For simplicity, let's consider a monochromatic wave with arbitrary polarization. In the orthonormal base ($\hat{e_1},\hat{e_2},\hat{n}$), the fields can be expressed as:

$\vec{E}=(E_1\hat{e_1}+E_2\hat{e_2})e^{i(\vec{k}\cdot\vec{r}-\omega t)}$

with $\vec{B}=(\hat{n}\times\vec{E})/c$, so:

$\vec{B}=\frac{1}{c}(E_1\hat{e_2}-E_2\hat{e_1})e^{i(\vec{k}\cdot\vec{r}-\omega t)}$

The average energy density is defined as:

$u=\frac{\epsilon_0}{4}(\vec{E}\cdot\vec{E}^*+c^2\vec{B}\cdot\vec{B}^*)$

Using the above relations, we get:

$u=\frac{\epsilon_0}{2}(E_1^2+E_2^2)$

On the other hand, the Maxwell stress tensor is defined as:

$T_{ij}=\epsilon_0[E_iE_j+c^2B_iB_j-\frac{1}{2}\delta_{ij}(E^2+c^2B^2)]$

However, I have no idea how to express the Maxwell stress tensor as required, since I can't get rid of the polarization or can't properly express the components in the correct base. Thus my main question is how to properly express an reduce the tensor components (one example will be enough to get the idea).

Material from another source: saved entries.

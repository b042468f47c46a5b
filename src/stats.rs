// src/stats.rs
//! Summary numbers and per-party rollups over any slice of records.
//! Everything here is a pure function of its input.

use std::collections::{BTreeSet, HashMap};

use serde::{Deserialize, Serialize};

use crate::record::Record;

/// Credit (0–100) given to each verdict when scoring statements.
///
/// The default gives truncated statements no credit. The dashboard stat card
/// once used 25 for truncated; set `truncated_weight = 25.0` to get that.
#[derive(Clone, Copy, Debug, PartialEq, Serialize, Deserialize)]
#[serde(default, rename_all = "snake_case")]
pub struct StatementWeights {
    pub true_weight: f64,
    pub partially_true_weight: f64,
    pub truncated_weight: f64,
    pub false_weight: f64,
}

impl Default for StatementWeights {
    fn default() -> Self {
        Self {
            true_weight: 100.0,
            partially_true_weight: 50.0,
            truncated_weight: 0.0,
            false_weight: 0.0,
        }
    }
}

impl StatementWeights {
    /// Weighted score over `total` statements; 0 when `total` is 0.
    pub fn score(&self, t: &OutcomeTotals, total: u64) -> f64 {
        if total == 0 {
            return 0.0;
        }
        let sum = self.true_weight * t.true_count as f64
            + self.partially_true_weight * t.partially_true_count as f64
            + self.truncated_weight * t.truncated_count as f64
            + self.false_weight * t.false_count as f64;
        sum / total as f64
    }
}

/// Sums of the five verdict counts.
#[derive(Clone, Copy, Debug, Default, PartialEq, Eq, Serialize)]
#[serde(rename_all = "camelCase")]
pub struct OutcomeTotals {
    pub true_count: u64,
    pub partially_true_count: u64,
    pub truncated_count: u64,
    pub false_count: u64,
    pub unverifiable_count: u64,
}

impl OutcomeTotals {
    fn add(&mut self, r: &Record) {
        self.true_count += u64::from(r.true_count);
        self.partially_true_count += u64::from(r.partially_true_count);
        self.truncated_count += u64::from(r.truncated_count);
        self.false_count += u64::from(r.false_count);
        self.unverifiable_count += u64::from(r.unverifiable_count);
    }
}

#[derive(Clone, Debug, PartialEq, Serialize)]
#[serde(rename_all = "camelCase")]
pub struct SummaryStatistics {
    pub total_count: usize,
    pub avg_credibility: f64,
    pub avg_statement_credibility: f64,
    pub total_statements: u64,
    pub total_true: u64,
    pub total_false: u64,
    pub total_partially_true: u64,
    pub total_truncated: u64,
    pub total_unverifiable: u64,
}

fn mean_credibility<'a>(records: impl IntoIterator<Item = &'a Record>) -> f64 {
    let (sum, n) = records
        .into_iter()
        .fold((0.0f64, 0usize), |(s, n), r| (s + r.credibility_percent, n + 1));
    if n == 0 { 0.0 } else { sum / n as f64 }
}

/// Summary with the default statement weights.
pub fn summary_statistics(set: &[Record]) -> SummaryStatistics {
    summary_statistics_weighted(set, &StatementWeights::default())
}

pub fn summary_statistics_weighted(set: &[Record], weights: &StatementWeights) -> SummaryStatistics {
    let mut totals = OutcomeTotals::default();
    let mut total_statements = 0u64;
    for r in set {
        totals.add(r);
        total_statements += u64::from(r.total_statements);
    }

    SummaryStatistics {
        total_count: set.len(),
        avg_credibility: mean_credibility(set),
        avg_statement_credibility: weights.score(&totals, total_statements),
        total_statements,
        total_true: totals.true_count,
        total_false: totals.false_count,
        total_partially_true: totals.partially_true_count,
        total_truncated: totals.truncated_count,
        total_unverifiable: totals.unverifiable_count,
    }
}

#[derive(Clone, Debug, PartialEq, Serialize)]
#[serde(rename_all = "camelCase")]
pub struct PartyAggregate {
    pub affiliation: String,
    pub count: usize,
    pub average_credibility: f64,
}

/// Full rollup for one party: counts, sums and both credibility flavours.
#[derive(Clone, Debug, PartialEq, Serialize)]
#[serde(rename_all = "camelCase")]
pub struct PartyBreakdown {
    pub affiliation: String,
    pub count: usize,
    pub average_credibility: f64,
    pub statement_credibility: f64,
    pub total_statements: u64,
    pub outcomes: OutcomeTotals,
}

/// Records grouped by non-blank affiliation.
/// Groups come out by descending size, ties in first-seen order.
fn group_by_party(set: &[Record]) -> Vec<(&str, Vec<&Record>)> {
    let mut index: HashMap<&str, usize> = HashMap::new();
    let mut groups: Vec<(&str, Vec<&Record>)> = Vec::new();

    for r in set {
        let party = r.affiliation.as_str();
        if party.trim().is_empty() { continue; }
        match index.get(party) {
            Some(&i) => groups[i].1.push(r),
            None => {
                index.insert(party, groups.len());
                groups.push((party, vec![r]));
            }
        }
    }

    // stable: equal sizes keep first-seen order
    groups.sort_by(|a, b| b.1.len().cmp(&a.1.len()));
    groups
}

pub fn party_statistics(set: &[Record]) -> Vec<PartyAggregate> {
    group_by_party(set)
        .into_iter()
        .map(|(party, members)| PartyAggregate {
            affiliation: party.to_string(),
            count: members.len(),
            average_credibility: mean_credibility(members.iter().copied()),
        })
        .collect()
}

pub fn party_breakdown(set: &[Record], weights: &StatementWeights) -> Vec<PartyBreakdown> {
    group_by_party(set)
        .into_iter()
        .map(|(party, members)| {
            let mut outcomes = OutcomeTotals::default();
            let mut total_statements = 0u64;
            for r in &members {
                outcomes.add(r);
                total_statements += u64::from(r.total_statements);
            }
            PartyBreakdown {
                affiliation: party.to_string(),
                count: members.len(),
                average_credibility: mean_credibility(members.iter().copied()),
                statement_credibility: weights.score(&outcomes, total_statements),
                total_statements,
                outcomes,
            }
        })
        .collect()
}

/// Distinct non-blank affiliations, sorted. Feeds the party filter choices.
pub fn parties(set: &[Record]) -> Vec<String> {
    set.iter()
        .map(|r| r.affiliation.as_str())
        .filter(|p| !p.trim().is_empty())
        .collect::<BTreeSet<_>>()
        .into_iter()
        .map(str::to_string)
        .collect()
}

#[cfg(test)]
mod tests {
    use super::*;

    fn rec(name: &str, party: &str, cred: f64, total: u32, t: u32, p: u32, tr: u32, f: u32) -> Record {
        Record {
            name: name.into(),
            affiliation: party.into(),
            credibility_percent: cred,
            total_statements: total,
            true_count: t,
            partially_true_count: p,
            truncated_count: tr,
            false_count: f,
            unverifiable_count: 0,
        }
    }

    #[test]
    fn empty_set_is_all_zero() {
        let s = summary_statistics(&[]);
        assert_eq!(s.total_count, 0);
        assert_eq!(s.avg_credibility, 0.0);
        assert_eq!(s.avg_statement_credibility, 0.0);
        assert_eq!(s.total_statements, 0);
    }

    #[test]
    fn statement_credibility_uses_weights() {
        let set = vec![rec("A", "X", 0.0, 10, 4, 2, 4, 0)];
        // (100*4 + 50*2) / 10
        assert_eq!(summary_statistics(&set).avg_statement_credibility, 50.0);

        let w = StatementWeights { truncated_weight: 25.0, ..Default::default() };
        // (400 + 100 + 100) / 10
        assert_eq!(summary_statistics_weighted(&set, &w).avg_statement_credibility, 60.0);
    }

    #[test]
    fn parties_grouped_by_size_then_first_seen() {
        let set = vec![
            rec("a", "Beta", 10.0, 1, 0, 0, 0, 0),
            rec("b", "Alpha", 20.0, 1, 0, 0, 0, 0),
            rec("c", "Alpha", 40.0, 1, 0, 0, 0, 0),
            rec("d", "", 99.0, 1, 0, 0, 0, 0),
            rec("e", "Gamma", 50.0, 1, 0, 0, 0, 0),
        ];
        let ps = party_statistics(&set);
        let names: Vec<&str> = ps.iter().map(|p| p.affiliation.as_str()).collect();
        assert_eq!(names, vec!["Alpha", "Beta", "Gamma"]);
        assert_eq!(ps[0].count, 2);
        assert_eq!(ps[0].average_credibility, 30.0);

        assert_eq!(parties(&set), vec!["Alpha", "Beta", "Gamma"]);
    }

    #[test]
    fn breakdown_sums_per_party() {
        let set = vec![
            rec("a", "X", 80.0, 10, 8, 0, 0, 2),
            rec("b", "X", 40.0, 10, 2, 4, 0, 4),
            rec("c", "Y", 0.0, 5, 0, 0, 0, 5),
        ];
        let bd = party_breakdown(&set, &StatementWeights::default());
        assert_eq!(bd[0].affiliation, "X");
        assert_eq!(bd[0].total_statements, 20);
        assert_eq!(bd[0].outcomes.true_count, 10);
        // (100*10 + 50*4) / 20
        assert_eq!(bd[0].statement_credibility, 60.0);
        assert_eq!(bd[0].average_credibility, 60.0);
        assert_eq!(bd[1].statement_credibility, 0.0);
    }
}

For example, let's consider the term

$T_{xy}=\epsilon_0(E_xE_y+c^2B_xB_y)=\frac{\epsilon_0 (E_1^2+E_2^2)}{2} e^{2i(\vec{k}\cdot\vec{r}-\omega t)}\left (\frac{(E_1\hat{e_1}(\hat{x})+E_2\hat{e_2}(\hat{x}))((E_1\hat{e_1}(\hat{y})+E_2\hat{e_2}(\hat{y}))}{(E_1^2+E_2^2)}-\frac{((E_1\hat{e_2}(\hat{x})-E_2\hat{e_1}(\hat{x}))((E_1\hat{e_2}(\hat{y})-E_2\hat{e_1}(\hat{y}))}{(E_1^2+E_2^2)}\right )$

where I don't understand how to express the polarization base in terms of the Cartesian components, or how to get rid of the exponential (since we don't have a complex conjugate product).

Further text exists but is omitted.